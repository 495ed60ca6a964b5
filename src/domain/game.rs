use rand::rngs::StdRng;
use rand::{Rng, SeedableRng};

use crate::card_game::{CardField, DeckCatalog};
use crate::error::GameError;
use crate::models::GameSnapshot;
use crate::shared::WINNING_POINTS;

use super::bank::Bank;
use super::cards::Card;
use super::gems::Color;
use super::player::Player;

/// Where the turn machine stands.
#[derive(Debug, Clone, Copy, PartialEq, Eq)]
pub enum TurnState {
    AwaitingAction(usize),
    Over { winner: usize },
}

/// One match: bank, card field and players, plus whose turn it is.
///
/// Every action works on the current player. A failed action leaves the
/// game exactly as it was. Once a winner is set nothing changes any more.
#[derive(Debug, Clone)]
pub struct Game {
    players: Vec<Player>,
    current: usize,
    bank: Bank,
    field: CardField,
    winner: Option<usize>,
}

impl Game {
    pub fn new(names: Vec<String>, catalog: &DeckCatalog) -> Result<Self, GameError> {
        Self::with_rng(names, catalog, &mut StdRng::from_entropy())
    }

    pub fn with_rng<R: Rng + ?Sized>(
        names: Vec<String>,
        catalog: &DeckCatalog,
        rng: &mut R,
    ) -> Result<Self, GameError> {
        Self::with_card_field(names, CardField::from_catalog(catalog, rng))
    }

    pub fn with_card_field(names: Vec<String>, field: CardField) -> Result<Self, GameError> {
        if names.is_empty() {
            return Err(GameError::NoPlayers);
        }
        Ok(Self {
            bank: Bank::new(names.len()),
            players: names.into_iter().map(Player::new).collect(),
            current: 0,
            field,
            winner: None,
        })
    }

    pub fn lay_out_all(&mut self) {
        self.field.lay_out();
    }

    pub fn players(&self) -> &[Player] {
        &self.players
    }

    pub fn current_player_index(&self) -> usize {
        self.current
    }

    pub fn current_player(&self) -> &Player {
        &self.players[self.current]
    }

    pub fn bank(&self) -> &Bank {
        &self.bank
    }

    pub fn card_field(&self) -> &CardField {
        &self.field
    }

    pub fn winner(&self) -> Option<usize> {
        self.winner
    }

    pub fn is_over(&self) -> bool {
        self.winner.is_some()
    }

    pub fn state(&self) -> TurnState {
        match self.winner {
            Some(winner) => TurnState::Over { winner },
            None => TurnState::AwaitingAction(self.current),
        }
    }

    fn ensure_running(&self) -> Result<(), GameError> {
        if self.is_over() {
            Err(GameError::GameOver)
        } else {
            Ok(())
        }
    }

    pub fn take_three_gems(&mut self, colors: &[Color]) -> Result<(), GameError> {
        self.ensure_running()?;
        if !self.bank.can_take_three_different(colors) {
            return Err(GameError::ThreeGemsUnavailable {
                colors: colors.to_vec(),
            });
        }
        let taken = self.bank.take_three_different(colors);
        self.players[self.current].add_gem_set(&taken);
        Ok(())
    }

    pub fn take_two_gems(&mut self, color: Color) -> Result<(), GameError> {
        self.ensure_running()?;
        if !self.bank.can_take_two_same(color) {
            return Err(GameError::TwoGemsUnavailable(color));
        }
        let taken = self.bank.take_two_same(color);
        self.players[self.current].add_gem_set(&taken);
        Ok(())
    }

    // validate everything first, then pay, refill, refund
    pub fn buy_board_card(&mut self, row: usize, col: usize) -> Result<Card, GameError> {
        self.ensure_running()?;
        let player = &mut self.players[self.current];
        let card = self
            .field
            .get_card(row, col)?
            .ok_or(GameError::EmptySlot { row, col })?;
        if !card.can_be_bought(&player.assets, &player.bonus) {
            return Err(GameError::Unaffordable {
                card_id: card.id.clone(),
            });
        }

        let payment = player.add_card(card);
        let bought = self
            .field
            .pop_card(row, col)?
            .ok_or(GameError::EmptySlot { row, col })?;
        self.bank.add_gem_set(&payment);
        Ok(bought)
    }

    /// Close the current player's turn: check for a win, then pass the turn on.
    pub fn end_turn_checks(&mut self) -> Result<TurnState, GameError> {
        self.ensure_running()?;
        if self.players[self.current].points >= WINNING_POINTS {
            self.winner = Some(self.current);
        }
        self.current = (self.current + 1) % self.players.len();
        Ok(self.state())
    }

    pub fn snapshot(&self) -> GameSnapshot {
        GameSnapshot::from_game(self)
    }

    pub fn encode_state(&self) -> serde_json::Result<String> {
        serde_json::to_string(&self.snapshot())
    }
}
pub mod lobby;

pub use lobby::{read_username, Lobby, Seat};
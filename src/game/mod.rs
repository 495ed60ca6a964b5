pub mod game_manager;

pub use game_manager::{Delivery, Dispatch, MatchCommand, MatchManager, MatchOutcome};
━━━━━━━━━━━━━━━━━━━━
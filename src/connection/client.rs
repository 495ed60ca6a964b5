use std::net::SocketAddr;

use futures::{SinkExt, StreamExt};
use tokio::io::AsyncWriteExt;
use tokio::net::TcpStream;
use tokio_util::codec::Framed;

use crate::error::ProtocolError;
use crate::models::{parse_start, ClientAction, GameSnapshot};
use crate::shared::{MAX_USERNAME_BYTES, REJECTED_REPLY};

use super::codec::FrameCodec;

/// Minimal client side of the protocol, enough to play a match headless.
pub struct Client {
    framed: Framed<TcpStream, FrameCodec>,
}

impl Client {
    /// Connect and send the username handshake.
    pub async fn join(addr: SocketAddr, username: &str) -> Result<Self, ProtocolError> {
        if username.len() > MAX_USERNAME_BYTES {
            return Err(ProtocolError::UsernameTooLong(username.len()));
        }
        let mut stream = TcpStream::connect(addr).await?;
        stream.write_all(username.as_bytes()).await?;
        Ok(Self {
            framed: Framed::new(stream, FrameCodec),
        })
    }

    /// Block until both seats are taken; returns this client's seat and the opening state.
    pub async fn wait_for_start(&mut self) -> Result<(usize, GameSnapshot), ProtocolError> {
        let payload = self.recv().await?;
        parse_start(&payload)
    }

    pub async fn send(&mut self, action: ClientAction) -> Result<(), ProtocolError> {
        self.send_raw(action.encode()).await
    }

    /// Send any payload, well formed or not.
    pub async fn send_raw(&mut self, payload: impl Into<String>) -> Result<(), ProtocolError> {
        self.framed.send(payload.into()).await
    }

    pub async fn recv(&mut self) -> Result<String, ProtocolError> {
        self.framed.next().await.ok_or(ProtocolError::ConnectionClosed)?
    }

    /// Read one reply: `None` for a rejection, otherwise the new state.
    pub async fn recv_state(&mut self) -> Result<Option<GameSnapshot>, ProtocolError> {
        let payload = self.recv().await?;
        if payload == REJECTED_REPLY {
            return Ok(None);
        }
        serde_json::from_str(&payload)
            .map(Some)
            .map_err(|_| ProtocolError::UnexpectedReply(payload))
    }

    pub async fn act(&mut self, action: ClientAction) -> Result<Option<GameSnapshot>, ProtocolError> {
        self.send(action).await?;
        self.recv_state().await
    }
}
━━━━━━━━━━━━━━━━━━━━
TASK PROMPT
In the data above, which lines lie between the line with "pub fn players(&self)" and the line with "let taken = self.bank.take_three_different(colors);", inclusive? Print those lines exactly and nothing else.

TASK RESULT
    pub fn players(&self) -> &[Player] {
        &self.players
    }

    pub fn current_player_index(&self) -> usize {
        self.current
    }

    pub fn current_player(&self) -> &Player {
        &self.players[self.current]
    }

    pub fn bank(&self) -> &Bank {
        &self.bank
    }

    pub fn card_field(&self) -> &CardField {
        &self.field
    }

    pub fn winner(&self) -> Option<usize> {
        self.winner
    }

    pub fn is_over(&self) -> bool {
        self.winner.is_some()
    }

    pub fn state(&self) -> TurnState {
        match self.winner {
            Some(winner) => TurnState::Over { winner },
            None => TurnState::AwaitingAction(self.current),
        }
    }

    fn ensure_running(&self) -> Result<(), GameError> {
        if self.is_over() {
            Err(GameError::GameOver)
        } else {
            Ok(())
        }
    }

    pub fn take_three_gems(&mut self, colors: &[Color]) -> Result<(), GameError> {
        self.ensure_running()?;
        if !self.bank.can_take_three_different(colors) {
            return Err(GameError::ThreeGemsUnavailable {
                colors: colors.to_vec(),
            });
        }
        let taken = self.bank.take_three_different(colors);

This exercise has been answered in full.